Starting in November 2019, KLUV began playing Christmas music on its HD3 sub-channel with a wider playlist than heard previously on KLUV's main signal. The main channel did not switch to all-Christmas music, continuing its classic hits format through December, but playing some occasional Christmas songs in its regular playlist.

===Entercom/Audacy era===

KLUV's logo, used until June 14, 2023

On February 2, 2017, CBS Radio announced it would merge with Entercom (now known as Audacy, Inc.). The merger was approved on November 9, 2017, and was consummated on November 17.

In early 2017, KLUV added in music from the 1990s by artists such as Sheryl Crow and UB40, while gradually phasing out music from the 1960s.

By 2019, KLUV's slogan changed to "Nobody Plays More 80s", which is also being used on other Audacy-owned classic hits stations such as WOGL in Philadelphia.

On June 14, 2023, at 6 a.m., KLUV relaunched as "98.7 The Spot", utilizing a brand used at sister station KKHH in Houston. The final song under the KLUV brand was "Celebration" by Kool & the Gang, while the first song as "The Spot" was "Sweet Child o' Mine" by Guns N' Roses.
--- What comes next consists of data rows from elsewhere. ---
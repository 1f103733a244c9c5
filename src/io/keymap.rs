/*
Computer Keyboard Layout
========================

The home row plays the white keys, the row above plays the black keys,
like a piano lying on the keyboard:

     w   e       t   y   u
   a   s   d   f   g   h   j   k
   C C#D D#E   F F#G G#A A#B   C'

`k` closes the octave: it plays C one octave above the current default.
Every other key follows the default octave.
*/

use std::collections::HashMap;

use crate::notes::PitchClass;

/// What a physical key plays.
#[derive(Debug, Clone, Copy, PartialEq, Eq)]
pub struct Binding {
    pub note: PitchClass,
    /// Octaves above (or below) the default; `None` follows the default.
    pub octave_offset: Option<i32>,
}

impl Binding {
    pub const fn new(note: PitchClass) -> Self {
        Self {
            note,
            octave_offset: None,
        }
    }

    pub const fn shifted(note: PitchClass, octaves: i32) -> Self {
        Self {
            note,
            octave_offset: Some(octaves),
        }
    }

    pub fn octave(&self, default_octave: i32) -> i32 {
        default_octave.saturating_add(self.octave_offset.unwrap_or(0))
    }
}

/// The embedded piano's thirteen keys, in on-screen order.
pub const PIANO_LAYOUT: [(&str, Binding); 13] = [
    ("a", Binding::new(PitchClass::C)),
    ("w", Binding::new(PitchClass::Cs)),
    ("s", Binding::new(PitchClass::D)),
    ("e", Binding::new(PitchClass::Ds)),
    ("d", Binding::new(PitchClass::E)),
    ("f", Binding::new(PitchClass::F)),
    ("t", Binding::new(PitchClass::Fs)),
    ("g", Binding::new(PitchClass::G)),
    ("y", Binding::new(PitchClass::Gs)),
    ("h", Binding::new(PitchClass::A)),
    ("u", Binding::new(PitchClass::As)),
    ("j", Binding::new(PitchClass::B)),
    ("k", Binding::shifted(PitchClass::C, 1)),
];

/// Physical key name (lower case) to binding; one binding per key.
#[derive(Debug, Clone)]
pub struct KeyBinding {
    bindings: HashMap<String, Binding>,
}

impl KeyBinding {
    pub fn empty() -> Self {
        Self {
            bindings: HashMap::new(),
        }
    }

    pub fn piano() -> Self {
        let mut keymap = Self::empty();
        for (key, binding) in PIANO_LAYOUT {
            keymap.bind(key, binding);
        }
        keymap
    }

    /// Bind `key`, replacing whatever it played before.
    pub fn bind(&mut self, key: &str, binding: Binding) {
        self.bindings.insert(key.to_lowercase(), binding);
    }

    pub fn lookup(&self, key: &str) -> Option<Binding> {
        self.bindings.get(&key.to_lowercase()).copied()
    }

    pub fn len(&self) -> usize {
        self.bindings.len()
    }

    pub fn is_empty(&self) -> bool {
        self.bindings.is_empty()
    }
}

impl Default for KeyBinding {
    fn default() -> Self {
        Self::piano()
    }
}

#[cfg(test)]
mod tests {
    use super::*;

    #[test]
    fn piano_covers_a_chromatic_octave_plus_one() {
        let keymap = KeyBinding::piano();
        assert_eq!(keymap.len(), 13);
        assert_eq!(keymap.lookup("a"), Some(Binding::new(PitchClass::C)));
        assert_eq!(keymap.lookup("h"), Some(Binding::new(PitchClass::A)));
        assert_eq!(keymap.lookup("q"), None);
    }

    #[test]
    fn lookup_ignores_case() {
        let keymap = KeyBinding::piano();
        assert_eq!(keymap.lookup("W"), Some(Binding::new(PitchClass::Cs)));
    }

    #[test]
    fn top_c_sounds_above_default() {
        let binding = KeyBinding::piano().lookup("k").unwrap();
        assert_eq!(binding.note, PitchClass::C);
        assert_eq!(binding.octave(4), 5);
        assert_eq!(binding.octave(2), 3);
        assert_eq!(KeyBinding::piano().lookup("a").unwrap().octave(2), 2);
    }

    #[test]
    fn rebinding_replaces() {
        let mut keymap = KeyBinding::piano();
        keymap.bind("a", Binding::new(PitchClass::B));
        assert_eq!(keymap.len(), 13);
        assert_eq!(keymap.lookup("a").unwrap().note, PitchClass::B);
    }
}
The change came as a result of the "K-LUV" intellectual property being transferred to Educational Media Foundation (EMF) as part of a deal including ownership of WTSS in Buffalo and WLFP in Memphis; Dallas–Fort Worth had been one of three markets in which EMF's national trademark for K-Love was preempted by an existing usage of the name. "The Spot" launched jockless, with the fate of KLUV's existing airstaff left unannounced. While the new brand is undoubtedly influenced by KKHH's adult hits presentation, KLUV retains a classic hits-style focus on music from the 1970s to 1990s, with some hits from the 2000s, as Audacy already programs an adult hits format in Dallas–Fort Worth on KJKK. On June 20, Audacy filed to change the station's call sign to KSPF effective June 26, with KLUV being moved to the construction permit for a new EMF-owned station in Huron, South Dakota.

==KSPF HD channels==
===HD2===
98.7 (as KLUV at the time) launched HD Radio operations in 2006, including an HD2 sub-channel. Originally, it was called "The Fab Format", playing The Beatles full time. In January 2008, the HD signal changed to KLUV's previous oldies format, playing music from the 1950s, 1960s and some early 1970s. The station was received on HD-equipped radios on 98.7-HD2. In August 2018, it had rebranded as "Smokin' Oldies", while retaining its oldies focus.

On February 27, 2023, the oldies format on the HD2 subchannel was replaced by a simulcast of KRLD's news format, which is also carried on KJKK's HD2 subchannel.

===HD3===
In early May 2016, 98.7 launched another digital subchannel on 98.7-HD3, and aired Radio Disney's Top 40 format targeted to children and younger teens. (Radio Disney was previously heard on KMKI until September 15, 2015.) Entercom's deal with Radio Disney expired at the end of May 2018. The next month, KLUV-HD3 flipped to a classic AOR-format known as "KLUV Classic Trax," playing deep cuts from the 1970s to the 1990s. Starting with the 2019 holiday season, KLUV-HD3 began airing Christmas music from early November through Christmas Day. The subchannel aired a few public service announcements each hour but had no commercial interruptions. The HD3 signal has since been turned off with no programming replacement.

KSPF is heard online on the Audacy platform.